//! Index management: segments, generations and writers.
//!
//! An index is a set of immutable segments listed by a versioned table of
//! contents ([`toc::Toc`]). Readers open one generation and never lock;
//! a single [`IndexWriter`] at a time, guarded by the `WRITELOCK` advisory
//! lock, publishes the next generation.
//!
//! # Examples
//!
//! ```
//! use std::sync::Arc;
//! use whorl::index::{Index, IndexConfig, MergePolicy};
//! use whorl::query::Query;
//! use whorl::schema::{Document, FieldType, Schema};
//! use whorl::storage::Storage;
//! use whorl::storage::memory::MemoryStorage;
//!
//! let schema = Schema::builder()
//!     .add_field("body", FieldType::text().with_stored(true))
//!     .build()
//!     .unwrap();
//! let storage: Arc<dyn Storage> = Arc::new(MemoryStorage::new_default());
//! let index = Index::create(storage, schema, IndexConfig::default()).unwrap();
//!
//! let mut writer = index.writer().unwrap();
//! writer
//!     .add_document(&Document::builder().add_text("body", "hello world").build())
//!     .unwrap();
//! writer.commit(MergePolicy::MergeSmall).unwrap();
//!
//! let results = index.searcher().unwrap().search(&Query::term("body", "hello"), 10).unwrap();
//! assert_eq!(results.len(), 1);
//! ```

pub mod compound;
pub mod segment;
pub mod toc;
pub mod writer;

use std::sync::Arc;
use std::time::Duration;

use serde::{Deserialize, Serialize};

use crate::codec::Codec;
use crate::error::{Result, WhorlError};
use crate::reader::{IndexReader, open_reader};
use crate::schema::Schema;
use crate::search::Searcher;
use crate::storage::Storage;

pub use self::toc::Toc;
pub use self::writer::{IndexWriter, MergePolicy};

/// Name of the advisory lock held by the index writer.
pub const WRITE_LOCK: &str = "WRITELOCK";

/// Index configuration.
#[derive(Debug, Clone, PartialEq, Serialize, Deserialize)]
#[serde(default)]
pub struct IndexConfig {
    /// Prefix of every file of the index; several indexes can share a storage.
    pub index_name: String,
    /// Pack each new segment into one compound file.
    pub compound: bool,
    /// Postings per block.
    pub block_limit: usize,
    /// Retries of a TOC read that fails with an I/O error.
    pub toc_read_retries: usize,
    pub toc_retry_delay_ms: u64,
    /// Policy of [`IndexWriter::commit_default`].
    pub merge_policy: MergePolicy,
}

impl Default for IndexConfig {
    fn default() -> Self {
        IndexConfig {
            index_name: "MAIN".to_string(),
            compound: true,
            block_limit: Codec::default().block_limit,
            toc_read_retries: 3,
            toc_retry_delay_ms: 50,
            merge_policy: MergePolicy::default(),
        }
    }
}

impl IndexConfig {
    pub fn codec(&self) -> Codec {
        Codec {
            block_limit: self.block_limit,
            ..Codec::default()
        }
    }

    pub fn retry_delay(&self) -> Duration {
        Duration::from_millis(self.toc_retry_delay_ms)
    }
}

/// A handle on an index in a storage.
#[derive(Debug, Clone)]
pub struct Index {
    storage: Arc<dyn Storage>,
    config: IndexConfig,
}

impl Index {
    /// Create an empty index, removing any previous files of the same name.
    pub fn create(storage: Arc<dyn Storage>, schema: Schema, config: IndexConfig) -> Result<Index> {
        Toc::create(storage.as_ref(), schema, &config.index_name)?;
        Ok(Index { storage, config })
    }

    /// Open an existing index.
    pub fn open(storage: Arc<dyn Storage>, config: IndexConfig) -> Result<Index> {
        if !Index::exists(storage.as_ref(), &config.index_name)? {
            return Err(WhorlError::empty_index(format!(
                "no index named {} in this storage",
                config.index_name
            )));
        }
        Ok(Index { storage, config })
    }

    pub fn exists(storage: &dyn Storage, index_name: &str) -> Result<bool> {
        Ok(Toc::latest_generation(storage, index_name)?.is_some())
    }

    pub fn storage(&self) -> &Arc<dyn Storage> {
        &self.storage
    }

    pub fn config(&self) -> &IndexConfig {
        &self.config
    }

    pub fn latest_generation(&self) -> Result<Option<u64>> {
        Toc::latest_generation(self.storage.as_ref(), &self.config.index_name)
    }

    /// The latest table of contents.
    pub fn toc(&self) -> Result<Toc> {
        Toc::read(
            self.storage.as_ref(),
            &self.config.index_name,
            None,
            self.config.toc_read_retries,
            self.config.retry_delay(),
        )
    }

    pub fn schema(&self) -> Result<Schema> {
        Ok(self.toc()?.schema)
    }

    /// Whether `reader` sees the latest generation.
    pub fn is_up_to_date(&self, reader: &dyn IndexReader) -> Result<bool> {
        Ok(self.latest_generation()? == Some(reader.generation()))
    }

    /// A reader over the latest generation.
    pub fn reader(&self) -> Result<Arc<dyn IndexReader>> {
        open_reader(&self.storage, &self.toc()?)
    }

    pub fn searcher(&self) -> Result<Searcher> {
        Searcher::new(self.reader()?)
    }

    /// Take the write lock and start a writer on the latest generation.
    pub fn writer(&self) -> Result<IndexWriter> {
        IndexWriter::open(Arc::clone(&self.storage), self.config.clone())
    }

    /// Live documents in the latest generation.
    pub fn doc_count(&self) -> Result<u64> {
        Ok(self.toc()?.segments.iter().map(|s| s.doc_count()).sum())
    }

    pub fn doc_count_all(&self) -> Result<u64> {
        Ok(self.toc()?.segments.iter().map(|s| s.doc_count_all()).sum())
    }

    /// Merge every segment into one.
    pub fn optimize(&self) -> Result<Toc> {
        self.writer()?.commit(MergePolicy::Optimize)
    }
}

---

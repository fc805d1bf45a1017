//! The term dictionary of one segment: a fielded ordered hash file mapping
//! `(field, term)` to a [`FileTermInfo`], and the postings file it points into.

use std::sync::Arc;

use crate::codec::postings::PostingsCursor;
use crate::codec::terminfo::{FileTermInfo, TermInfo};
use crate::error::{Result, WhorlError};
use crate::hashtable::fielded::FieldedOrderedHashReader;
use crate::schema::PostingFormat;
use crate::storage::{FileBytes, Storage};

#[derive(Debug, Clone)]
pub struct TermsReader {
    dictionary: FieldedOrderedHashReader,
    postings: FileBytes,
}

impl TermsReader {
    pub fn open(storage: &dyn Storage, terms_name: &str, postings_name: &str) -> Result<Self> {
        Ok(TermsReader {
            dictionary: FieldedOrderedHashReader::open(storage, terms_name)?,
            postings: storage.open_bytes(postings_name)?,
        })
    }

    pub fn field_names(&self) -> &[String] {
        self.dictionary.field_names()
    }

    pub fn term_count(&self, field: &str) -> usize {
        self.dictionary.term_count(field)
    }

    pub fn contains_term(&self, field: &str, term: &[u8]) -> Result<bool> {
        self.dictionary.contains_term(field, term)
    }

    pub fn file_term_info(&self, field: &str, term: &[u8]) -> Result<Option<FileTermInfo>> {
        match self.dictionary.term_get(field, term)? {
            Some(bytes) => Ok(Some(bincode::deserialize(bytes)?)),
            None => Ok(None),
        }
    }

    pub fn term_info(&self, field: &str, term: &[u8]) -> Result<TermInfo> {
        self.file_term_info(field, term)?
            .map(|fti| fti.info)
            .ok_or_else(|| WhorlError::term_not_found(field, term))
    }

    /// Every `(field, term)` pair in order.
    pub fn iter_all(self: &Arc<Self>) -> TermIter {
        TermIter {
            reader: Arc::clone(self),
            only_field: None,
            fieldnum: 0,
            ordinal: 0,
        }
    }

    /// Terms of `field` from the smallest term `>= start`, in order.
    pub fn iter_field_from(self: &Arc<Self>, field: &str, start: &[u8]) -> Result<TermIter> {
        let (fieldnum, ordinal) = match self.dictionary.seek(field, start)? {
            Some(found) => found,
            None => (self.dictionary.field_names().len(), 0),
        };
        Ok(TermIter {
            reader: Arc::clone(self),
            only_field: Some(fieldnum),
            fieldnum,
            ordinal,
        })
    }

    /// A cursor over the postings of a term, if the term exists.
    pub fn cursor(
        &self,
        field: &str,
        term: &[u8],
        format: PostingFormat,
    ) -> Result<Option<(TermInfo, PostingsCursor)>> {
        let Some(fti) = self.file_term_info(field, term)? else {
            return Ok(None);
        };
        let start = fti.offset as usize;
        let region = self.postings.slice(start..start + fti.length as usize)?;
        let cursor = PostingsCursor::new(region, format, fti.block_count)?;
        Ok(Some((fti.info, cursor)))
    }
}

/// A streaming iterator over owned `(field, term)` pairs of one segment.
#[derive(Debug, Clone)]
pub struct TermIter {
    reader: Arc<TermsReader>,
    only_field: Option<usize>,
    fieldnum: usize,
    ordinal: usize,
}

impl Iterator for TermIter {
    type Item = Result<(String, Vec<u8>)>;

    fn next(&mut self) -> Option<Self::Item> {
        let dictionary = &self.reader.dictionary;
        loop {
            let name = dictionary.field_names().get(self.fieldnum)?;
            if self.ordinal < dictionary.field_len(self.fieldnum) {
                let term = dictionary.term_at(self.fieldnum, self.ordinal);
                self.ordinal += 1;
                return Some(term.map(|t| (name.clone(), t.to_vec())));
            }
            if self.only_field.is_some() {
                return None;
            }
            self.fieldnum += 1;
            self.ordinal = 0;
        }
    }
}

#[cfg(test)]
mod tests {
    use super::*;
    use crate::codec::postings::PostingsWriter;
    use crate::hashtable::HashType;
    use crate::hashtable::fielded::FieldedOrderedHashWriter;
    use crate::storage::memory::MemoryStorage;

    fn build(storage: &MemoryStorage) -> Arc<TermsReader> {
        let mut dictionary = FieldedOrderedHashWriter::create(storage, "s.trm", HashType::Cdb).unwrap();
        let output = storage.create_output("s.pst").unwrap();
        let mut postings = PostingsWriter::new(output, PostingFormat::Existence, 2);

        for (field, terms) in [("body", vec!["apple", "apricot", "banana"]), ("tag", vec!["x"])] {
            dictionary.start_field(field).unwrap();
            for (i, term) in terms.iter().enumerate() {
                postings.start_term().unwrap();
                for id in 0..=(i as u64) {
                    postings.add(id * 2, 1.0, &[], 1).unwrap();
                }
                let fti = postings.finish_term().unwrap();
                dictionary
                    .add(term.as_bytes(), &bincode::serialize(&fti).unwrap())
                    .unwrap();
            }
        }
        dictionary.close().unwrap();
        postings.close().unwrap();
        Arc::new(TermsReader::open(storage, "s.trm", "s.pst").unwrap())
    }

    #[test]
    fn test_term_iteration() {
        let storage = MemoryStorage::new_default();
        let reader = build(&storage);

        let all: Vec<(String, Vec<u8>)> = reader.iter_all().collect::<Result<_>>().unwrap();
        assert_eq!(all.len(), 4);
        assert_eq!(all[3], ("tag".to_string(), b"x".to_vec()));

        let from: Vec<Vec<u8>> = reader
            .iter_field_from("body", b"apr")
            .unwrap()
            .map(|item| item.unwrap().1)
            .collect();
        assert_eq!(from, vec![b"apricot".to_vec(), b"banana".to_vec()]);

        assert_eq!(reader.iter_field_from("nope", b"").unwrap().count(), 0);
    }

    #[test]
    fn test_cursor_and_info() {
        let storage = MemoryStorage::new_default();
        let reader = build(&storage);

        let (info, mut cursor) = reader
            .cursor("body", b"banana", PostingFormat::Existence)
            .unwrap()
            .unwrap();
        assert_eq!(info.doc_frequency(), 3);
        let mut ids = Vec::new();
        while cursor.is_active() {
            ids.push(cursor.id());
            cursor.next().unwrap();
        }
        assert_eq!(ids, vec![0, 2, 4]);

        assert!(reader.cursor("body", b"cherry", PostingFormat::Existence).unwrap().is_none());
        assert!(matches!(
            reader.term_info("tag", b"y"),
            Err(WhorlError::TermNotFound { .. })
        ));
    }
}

* Exercise objective *
Take the records above and return, word for word, only the lines that fall from the line with "use crate::codec::Codec;" to the line with "the index writer.", both of them included.

* Expected answer *
use crate::codec::Codec;
use crate::error::{Result, WhorlError};
use crate::reader::{IndexReader, open_reader};
use crate::schema::Schema;
use crate::search::Searcher;
use crate::storage::Storage;

pub use self::toc::Toc;
pub use self::writer::{IndexWriter, MergePolicy};

/// Name of the advisory lock held by the index writer.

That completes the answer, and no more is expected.